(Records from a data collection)
<<<<
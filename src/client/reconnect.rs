//! Reconnection policy.
//!
//! Exponential backoff with jitter. After every successful handshake the
//! attempt counter resets and all active topics are subscribed again.

// ============================================================================
// Imports
// ============================================================================

use std::time::Duration;

use rand::Rng;

use crate::error::{Error, Result};

// ============================================================================
// Constants
// ============================================================================

/// Delay before the first reconnect attempt.
const DEFAULT_INITIAL_DELAY: Duration = Duration::from_secs(1);

/// Upper bound for any reconnect delay.
const DEFAULT_MAX_DELAY: Duration = Duration::from_secs(30);

/// Growth factor between attempts.
const DEFAULT_MULTIPLIER: f64 = 2.0;

/// Fraction of the delay that may be randomly shaved off.
const DEFAULT_JITTER: f64 = 0.2;

// ============================================================================
// ReconnectPolicy
// ============================================================================

/// Controls whether and when a lost session is re-established.
#[derive(Debug, Clone, PartialEq)]
pub struct ReconnectPolicy {
    /// Reconnect at all.
    pub enabled: bool,
    /// Delay before attempt 0.
    pub initial_delay: Duration,
    /// Cap on the delay.
    pub max_delay: Duration,
    /// Growth factor (≥ 1.0).
    pub multiplier: f64,
    /// Random reduction in `[0, jitter]` of each delay (0.0..=1.0).
    pub jitter: f64,
    /// Give up after this many consecutive failures.
    pub max_attempts: Option<u32>,
}

impl Default for ReconnectPolicy {
    fn default() -> Self {
        Self {
            enabled: true,
            initial_delay: DEFAULT_INITIAL_DELAY,
            max_delay: DEFAULT_MAX_DELAY,
            multiplier: DEFAULT_MULTIPLIER,
            jitter: DEFAULT_JITTER,
            max_attempts: None,
        }
    }
}

// ============================================================================
// Constructors
// ============================================================================

impl ReconnectPolicy {
    /// A policy that never reconnects.
    #[must_use]
    pub fn disabled() -> Self {
        Self {
            enabled: false,
            ..Self::default()
        }
    }

    /// Exponential backoff between `initial_delay` and `max_delay`.
    #[must_use]
    pub fn exponential(initial_delay: Duration, max_delay: Duration) -> Self {
        Self {
            initial_delay,
            max_delay,
            ..Self::default()
        }
    }
}

// ============================================================================
// Builder Methods
// ============================================================================

impl ReconnectPolicy {
    /// Sets the growth factor.
    #[inline]
    #[must_use]
    pub fn with_multiplier(mut self, multiplier: f64) -> Self {
        self.multiplier = multiplier;
        self
    }

    /// Sets the jitter fraction.
    #[inline]
    #[must_use]
    pub fn with_jitter(mut self, jitter: f64) -> Self {
        self.jitter = jitter;
        self
    }

    /// Caps consecutive failures.
    #[inline]
    #[must_use]
    pub fn with_max_attempts(mut self, max_attempts: u32) -> Self {
        self.max_attempts = Some(max_attempts);
        self
    }
}

// ============================================================================
// Delay Computation
// ============================================================================

impl ReconnectPolicy {
    /// Checks the numeric fields.
    ///
    /// # Errors
    ///
    /// Returns [`Error::Config`] for a multiplier below 1.0, a jitter outside
    /// `0.0..=1.0`, or a max delay shorter than the initial delay.
    pub fn validate(&self) -> Result<()> {
        if !(self.multiplier.is_finite() && self.multiplier >= 1.0) {
            return Err(Error::config(format!(
                "reconnect multiplier must be >= 1.0, got {}",
                self.multiplier
            )));
        }
        if !(0.0..=1.0).contains(&self.jitter) {
            return Err(Error::config(format!(
                "reconnect jitter must be within 0.0..=1.0, got {}",
                self.jitter
            )));
        }
        if self.max_delay < self.initial_delay {
            return Err(Error::config("reconnect max_delay is below initial_delay"));
        }
        Ok(())
    }

    /// Delay before the zero-based `attempt`, without jitter.
    #[must_use]
    pub fn backoff(&self, attempt: u32) -> Duration {
        let exponent = i32::try_from(attempt).unwrap_or(i32::MAX);
        let secs = self.initial_delay.as_secs_f64() * self.multiplier.powi(exponent);
        let capped = secs.min(self.max_delay.as_secs_f64());
        if capped.is_finite() && capped >= 0.0 {
            Duration::from_secs_f64(capped)
        } else {
            self.max_delay
        }
    }

    /// Delay before the zero-based `attempt`, with jitter applied.
    ///
    /// Returns `None` when reconnecting is disabled or attempts are exhausted.
    #[must_use]
    pub fn delay_for(&self, attempt: u32) -> Option<Duration> {
        if !self.enabled || self.max_attempts.is_some_and(|max| attempt >= max) {
            return None;
        }
        let base = self.backoff(attempt);
        if self.jitter <= 0.0 {
            return Some(base);
        }
        let factor = 1.0 - self.jitter * rand::thread_rng().r#gen::<f64>();
        Some(base.mul_f64(factor))
    }
}

// ============================================================================
// Tests
// ============================================================================

#[cfg(test)]
mod tests {
    use super::*;

    use proptest::prelude::*;

    #[test]
    fn test_defaults() {
        let policy = ReconnectPolicy::default();
        assert!(policy.enabled);
        assert_eq!(policy.initial_delay, Duration::from_secs(1));
        assert_eq!(policy.max_delay, Duration::from_secs(30));
        assert!(policy.validate().is_ok());
    }

    #[test]
    fn test_disabled_never_delays() {
        assert_eq!(ReconnectPolicy::disabled().delay_for(0), None);
    }

    #[test]
    fn test_backoff_doubles_and_caps() {
        let policy = ReconnectPolicy::exponential(Duration::from_millis(100), Duration::from_secs(1));
        assert_eq!(policy.backoff(0), Duration::from_millis(100));
        assert_eq!(policy.backoff(1), Duration::from_millis(200));
        assert_eq!(policy.backoff(3), Duration::from_millis(800));
        assert_eq!(policy.backoff(4), Duration::from_secs(1));
        assert_eq!(policy.backoff(u32::MAX), Duration::from_secs(1));
    }

    #[test]
    fn test_max_attempts() {
        let policy = ReconnectPolicy::default()
            .with_jitter(0.0)
            .with_max_attempts(2);
        assert!(policy.delay_for(0).is_some());
        assert!(policy.delay_for(1).is_some());
        assert_eq!(policy.delay_for(2), None);
    }

    #[test]
    fn test_validate_rejects_bad_values() {
        assert!(ReconnectPolicy::default().with_multiplier(0.5).validate().is_err());
        assert!(ReconnectPolicy::default().with_jitter(1.5).validate().is_err());
        assert!(
            ReconnectPolicy::exponential(Duration::from_secs(5), Duration::from_secs(1))
                .validate()
                .is_err()
        );
    }

    proptest! {
        #[test]
        fn prop_jittered_delay_within_bounds(attempt in 0u32..64, jitter in 0.0f64..=1.0) {
            let policy = ReconnectPolicy::exponential(Duration::from_millis(50), Duration::from_secs(10))
                .with_jitter(jitter);
            let base = policy.backoff(attempt);
            let delay = policy.delay_for(attempt).unwrap();
            prop_assert!(delay <= base);
            prop_assert!(delay >= base.mul_f64(1.0 - jitter).saturating_sub(Duration::from_nanos(1)));
        }
    }
}
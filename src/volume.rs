use crate::enums::SliceAxis;

use ndarray::Array3;
use ndarray::ArrayView2;
use ndarray::Axis;
use rayon::prelude::*;

/// Scan intensities laid out as (row, column, slice).
#[derive(Clone, Debug, Default)]
pub struct Volume {
    data: Array3<f32>,
}

/// Integer class labels aligned with a [`Volume`]. Zero is background.
#[derive(Clone, Debug, Default)]
pub struct Mask {
    data: Array3<u32>,
}

fn slice_along<T>(data: &Array3<T>, index: usize, axis: SliceAxis) -> Option<ArrayView2<'_, T>> {
    let axis = axis.array_axis();
    if index >= data.len_of(axis) {
        return None;
    }
    Some(data.index_axis(axis, index))
}

impl Volume {
    pub fn new(data: Array3<f32>) -> Self {
        Self { data }
    }

    /// Get the dimensions of the volume (rows, columns, slices)
    pub fn dim(&self) -> (usize, usize, usize) {
        self.data.dim()
    }

    /// Get a reference to the underlying data
    pub fn data(&self) -> &Array3<f32> {
        &self.data
    }

    pub fn is_empty(&self) -> bool {
        self.data.is_empty()
    }

    /// Number of slices along `axis`.
    pub fn depth(&self, axis: SliceAxis) -> usize {
        self.data.len_of(axis.array_axis())
    }

    pub fn get_slice_from_axis(&self, index: usize, axis: SliceAxis) -> Option<ArrayView2<'_, f32>> {
        slice_along(&self.data, index, axis)
    }

    /// Global minimum and maximum over all finite voxels.
    ///
    /// Returns `None` when the volume holds no finite value.
    pub fn min_max(&self) -> Option<(f32, f32)> {
        self.data
            .as_slice_memory_order()
            .map(|values| {
                values
                    .par_iter()
                    .copied()
                    .filter(|v| v.is_finite())
                    .fold(|| None, fold_min_max)
                    .reduce(|| None, merge_min_max)
            })
            .unwrap_or_else(|| {
                self.data
                    .iter()
                    .copied()
                    .filter(|v| v.is_finite())
                    .fold(None, fold_min_max)
            })
    }
}

fn fold_min_max(acc: Option<(f32, f32)>, v: f32) -> Option<(f32, f32)> {
    match acc {
        Some((lo, hi)) => Some((lo.min(v), hi.max(v))),
        None => Some((v, v)),
    }
}

fn merge_min_max(a: Option<(f32, f32)>, b: Option<(f32, f32)>) -> Option<(f32, f32)> {
    match (a, b) {
        (Some((a_lo, a_hi)), Some((b_lo, b_hi))) => Some((a_lo.min(b_lo), a_hi.max(b_hi))),
        (a, None) => a,
        (None, b) => b,
    }
}

impl Mask {
    pub fn new(data: Array3<u32>) -> Self {
        Self { data }
    }

    pub fn dim(&self) -> (usize, usize, usize) {
        self.data.dim()
    }

    pub fn data(&self) -> &Array3<u32> {
        &self.data
    }

    pub fn get_slice_from_axis(&self, index: usize, axis: SliceAxis) -> Option<ArrayView2<'_, u32>> {
        slice_along(&self.data, index, axis)
    }

    /// Largest label anywhere in the mask, 0 for an empty or all-background mask.
    pub fn max_label(&self) -> u32 {
        self.data
            .axis_iter(Axis(2))
            .into_par_iter()
            .map(|slice| slice.iter().copied().max().unwrap_or(0))
            .max()
            .unwrap_or(0)
    }
}

#[cfg(test)]
mod tests {
    use super::*;
    use ndarray::Array3;

    #[test]
    fn min_max_spans_whole_volume() {
        let data = Array3::from_shape_fn((2, 3, 4), |(r, c, s)| (r + c * 10 + s * 100) as f32);
        let volume = Volume::new(data);
        assert_eq!(volume.min_max(), Some((0.0, 321.0)));
    }

    #[test]
    fn min_max_skips_non_finite_voxels() {
        let mut data = Array3::from_elem((2, 2, 2), 3.0_f32);
        data[[0, 0, 0]] = f32::NAN;
        data[[1, 1, 1]] = -1.0;
        let volume = Volume::new(data);
        assert_eq!(volume.min_max(), Some((-1.0, 3.0)));
    }

    #[test]
    fn min_max_of_empty_volume_is_none() {
        let volume = Volume::new(Array3::zeros((4, 4, 0)));
        assert!(volume.is_empty());
        assert_eq!(volume.min_max(), None);
    }

    #[test]
    fn slices_follow_the_requested_axis() {
        let data = Array3::from_shape_fn((2, 3, 4), |(r, c, s)| (r * 100 + c * 10 + s) as f32);
        let volume = Volume::new(data);

        let axial = volume.get_slice_from_axis(3, SliceAxis::Axial).unwrap();
        assert_eq!(axial.dim(), (2, 3));
        assert_eq!(axial[[1, 2]], 123.0);

        let coronal = volume.get_slice_from_axis(1, SliceAxis::Coronal).unwrap();
        assert_eq!(coronal.dim(), (2, 4));
        assert_eq!(coronal[[1, 3]], 113.0);

        let sagittal = volume.get_slice_from_axis(0, SliceAxis::Sagittal).unwrap();
        assert_eq!(sagittal.dim(), (3, 4));

        assert!(volume.get_slice_from_axis(4, SliceAxis::Axial).is_none());
        assert_eq!(volume.depth(SliceAxis::Coronal), 3);
    }

    #[test]
    fn max_label_is_global() {
        let mut data = Array3::zeros((3, 3, 3));
        data[[0, 0, 0]] = 2;
        data[[2, 1, 2]] = 7;
        assert_eq!(Mask::new(data).max_label(), 7);
        assert_eq!(Mask::new(Array3::zeros((2, 2, 2))).max_label(), 0);
    }
}
use ndarray::{Array2, ArrayView2, Zip};

use crate::enums::Interpolation;

pub(crate) type Rgb = [f32; 3];

pub(crate) struct Interpolator;

impl Interpolator {
    /// Largest (width, height) with the slice's aspect ratio that fits a
    /// `side` x `side` canvas. Never returns a zero extent.
    pub(crate) fn fit_dimensions(slice_dim: (usize, usize), side: u32) -> (u32, u32) {
        let (rows, cols) = slice_dim;
        let longest = rows.max(cols).max(1) as f32;
        let scale = side as f32 / longest;
        let width = ((cols as f32 * scale).round() as u32).clamp(1, side);
        let height = ((rows as f32 * scale).round() as u32).clamp(1, side);
        (width, height)
    }

    /// Resample `slice` to `width` x `height`, returned as (height, width).
    pub(crate) fn resample(
        slice: &ArrayView2<'_, Rgb>,
        width: u32,
        height: u32,
        interpolation: Interpolation,
    ) -> Array2<Rgb> {
        let (slice_height, slice_width) = slice.dim();
        let mut out = Array2::from_elem((height as usize, width as usize), [0.0; 3]);

        Zip::indexed(&mut out).par_for_each(|(y, x), pixel| {
            // Normalized coordinates with half-pixel offset
            let norm_x = (x as f32 + 0.5) / width as f32;
            let norm_y = (y as f32 + 0.5) / height as f32;

            *pixel = match interpolation {
                Interpolation::Nearest => {
                    let src_x = ((norm_x * slice_width as f32) as usize).min(slice_width - 1);
                    let src_y = ((norm_y * slice_height as f32) as usize).min(slice_height - 1);
                    slice[[src_y, src_x]]
                }
                Interpolation::Bilinear => {
                    // Convert back to source coordinates
                    let src_x = norm_x * slice_width as f32 - 0.5;
                    let src_y = norm_y * slice_height as f32 - 0.5;

                    // Clamp to valid range
                    let src_x = src_x.max(0.0).min((slice_width - 1) as f32);
                    let src_y = src_y.max(0.0).min((slice_height - 1) as f32);

                    Self::bilinear_interpolate(slice, src_y, src_x)
                }
            };
        });

        out
    }

    #[inline]
    pub(crate) fn bilinear_interpolate(slice: &ArrayView2<'_, Rgb>, y: f32, x: f32) -> Rgb {
        let (height, width) = slice.dim();

        let y0 = y.floor() as usize;
        let x0 = x.floor() as usize;
        let y1 = (y0 + 1).min(height - 1);
        let x1 = (x0 + 1).min(width - 1);

        let dy = y - y0 as f32;
        let dx = x - x0 as f32;
        let one_minus_dx = 1.0 - dx;
        let one_minus_dy = 1.0 - dy;

        let v00 = slice[[y0, x0]];
        let v01 = slice[[y0, x1]];
        let v10 = slice[[y1, x0]];
        let v11 = slice[[y1, x1]];

        std::array::from_fn(|c| {
            let v0 = v00[c].mul_add(one_minus_dx, v01[c] * dx);
            let v1 = v10[c].mul_add(one_minus_dx, v11[c] * dx);
            v0.mul_add(one_minus_dy, v1 * dy)
        })
    }
}
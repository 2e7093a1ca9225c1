use std::path::{Path, PathBuf};

use thiserror::Error;

use crate::volume_loader::VolumeLoaderError;

pub type Result<T> = std::result::Result<T, Error>;

#[derive(Debug, Error)]
pub enum Error {
    #[error("input file not found: {}", .path.display())]
    InputNotFound { path: PathBuf },

    #[error("invalid value {value} for `{name}`: {reason}")]
    InvalidParameter {
        name: &'static str,
        value: String,
        reason: &'static str,
    },

    #[error("volume is empty")]
    EmptyInput,

    #[error("mask shape {mask:?} does not match volume shape {volume:?}")]
    ShapeMismatch {
        volume: (usize, usize, usize),
        mask: (usize, usize, usize),
    },

    #[error("failed to write animation to {}: {reason}", .path.display())]
    Encoding { path: PathBuf, reason: String },

    #[error(transparent)]
    Load(#[from] VolumeLoaderError),
}

impl Error {
    pub(crate) fn encoding(path: &Path, reason: impl ToString) -> Self {
        Self::Encoding {
            path: path.to_path_buf(),
            reason: reason.to_string(),
        }
    }

    pub(crate) fn invalid(name: &'static str, value: impl ToString, reason: &'static str) -> Self {
        Self::InvalidParameter {
            name,
            value: value.to_string(),
            reason,
        }
    }
}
>>>>
• **HOW TO COMPLETE THIS TASK**
Look through the entries. Copy out each line with "VolumeLoaderError" in it.

• **WRITTEN SOLUTION**
use crate::volume_loader::VolumeLoaderError;
    Load(#[from] VolumeLoaderError),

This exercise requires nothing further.